(Supplied material)

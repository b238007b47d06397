//! Held-position advisories. Informational only; nothing here moves a stop.

use chrono::NaiveDate;
use serde::{Deserialize, Serialize};

use crate::domain::OpenPosition;

#[derive(Debug, Clone, PartialEq, Serialize, Deserialize)]
#[serde(default)]
pub struct AdvisoryConfig {
    pub laggard_days: i64,
    /// Loss from entry, in percent.
    pub laggard_loss_pct: f64,
    /// Close above MA20, in percent.
    pub climax_extension_pct: f64,
    pub climax_vol_ratio: f64,
    pub trim_fraction: f64,
    pub climax_tighten_atr: f64,
}

impl Default for AdvisoryConfig {
    fn default() -> Self {
        Self {
            laggard_days: 10,
            laggard_loss_pct: 2.0,
            climax_extension_pct: 18.0,
            climax_vol_ratio: 3.0,
            trim_fraction: 0.5,
            climax_tighten_atr: 1.5,
        }
    }
}

#[derive(Debug, Clone, PartialEq, Serialize, Deserialize)]
#[serde(tag = "type", rename_all = "SCREAMING_SNAKE_CASE")]
pub enum Advisory {
    StopHit {
        close: f64,
        stop: f64,
    },
    Laggard {
        days_held: i64,
        loss_pct: f64,
    },
    Climax {
        extension_pct: f64,
        vol_ratio: f64,
        trim_fraction: f64,
        /// Optional alternative to trimming: tighten to this level.
        tighten_to: Option<f64>,
    },
}

/// Market context an advisory pass needs beyond the position itself.
#[derive(Debug, Clone, Copy, PartialEq)]
pub struct AdvisoryInput {
    pub price: f64,
    pub as_of: NaiveDate,
    pub atr: Option<f64>,
    pub ma20: Option<f64>,
    pub vol_ratio: Option<f64>,
}

pub fn advise(position: &OpenPosition, input: &AdvisoryInput, config: &AdvisoryConfig) -> Vec<Advisory> {
    let mut out = Vec::new();
    let price = input.price;

    if price <= position.current_stop {
        out.push(Advisory::StopHit {
            close: price,
            stop: position.current_stop,
        });
    }

    let days_held = (input.as_of - position.entry_date).num_days();
    if position.entry_price > 0.0 {
        let loss_pct = 100.0 * (position.entry_price - price) / position.entry_price;
        if days_held >= config.laggard_days && loss_pct >= config.laggard_loss_pct {
            out.push(Advisory::Laggard { days_held, loss_pct });
        }
    }

    if let (Some(ma20), Some(vol_ratio)) = (
        input.ma20.filter(|m| m.is_finite() && *m > 0.0),
        input.vol_ratio.filter(|v| v.is_finite()),
    ) {
        let extension_pct = 100.0 * (price / ma20 - 1.0);
        if extension_pct >= config.climax_extension_pct && vol_ratio >= config.climax_vol_ratio {
            let tighten_to = input
                .atr
                .map(|atr| (price - config.climax_tighten_atr * atr).max(position.current_stop));
            out.push(Advisory::Climax {
                extension_pct,
                vol_ratio,
                trim_fraction: config.trim_fraction,
                tighten_to,
            });
        }
    }

    out
}
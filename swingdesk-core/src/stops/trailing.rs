//! ATR trailing stop and sideways chop tightening.

use serde::{Deserialize, Serialize};

use super::ratchet::StopRatchet;
use crate::domain::OpenPosition;

#[derive(Debug, Clone, PartialEq, Serialize, Deserialize)]
#[serde(default)]
pub struct TrailingConfig {
    pub enabled: bool,
    pub atr_mult: f64,
}

impl Default for TrailingConfig {
    fn default() -> Self {
        Self {
            enabled: true,
            atr_mult: 3.0,
        }
    }
}

#[derive(Debug, Clone, PartialEq, Serialize, Deserialize)]
#[serde(default)]
pub struct ChopConfig {
    pub enabled: bool,
    pub atr_mult: f64,
}

impl Default for ChopConfig {
    fn default() -> Self {
        Self {
            enabled: true,
            atr_mult: 1.5,
        }
    }
}

/// Highest close since entry including today's price.
pub fn highest_close(position: &OpenPosition, price: f64) -> f64 {
    position
        .highest_close
        .filter(|h| h.is_finite())
        .unwrap_or(position.entry_price)
        .max(price)
}

/// Trailing level `highest − mult·ATR`, ratcheted against the persisted
/// trailing stop. Without ATR the persisted level carries forward unchanged.
pub fn trailing_stop(
    position: &OpenPosition,
    highest: f64,
    atr: Option<f64>,
    config: &TrailingConfig,
) -> Option<f64> {
    let mut ratchet = StopRatchet::from_level(position.trailing_stop);
    match atr {
        Some(atr) if config.enabled => Some(ratchet.apply(highest - config.atr_mult * atr)),
        _ => ratchet.current_level(),
    }
}

/// `close − mult·ATR`, for non-ETF positions in a sideways market.
pub fn chop_stop(price: f64, atr: Option<f64>, config: &ChopConfig) -> Option<f64> {
    match atr {
        Some(atr) if config.enabled => Some(price - config.atr_mult * atr),
        _ => None,
    }
}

(End Supplied material)

What the exercise asks:
Sift the material for lines with the string "TrailingConfig". Copy each one found.

Solution for this exercise:
pub struct TrailingConfig {
impl Default for TrailingConfig {
    config: &TrailingConfig,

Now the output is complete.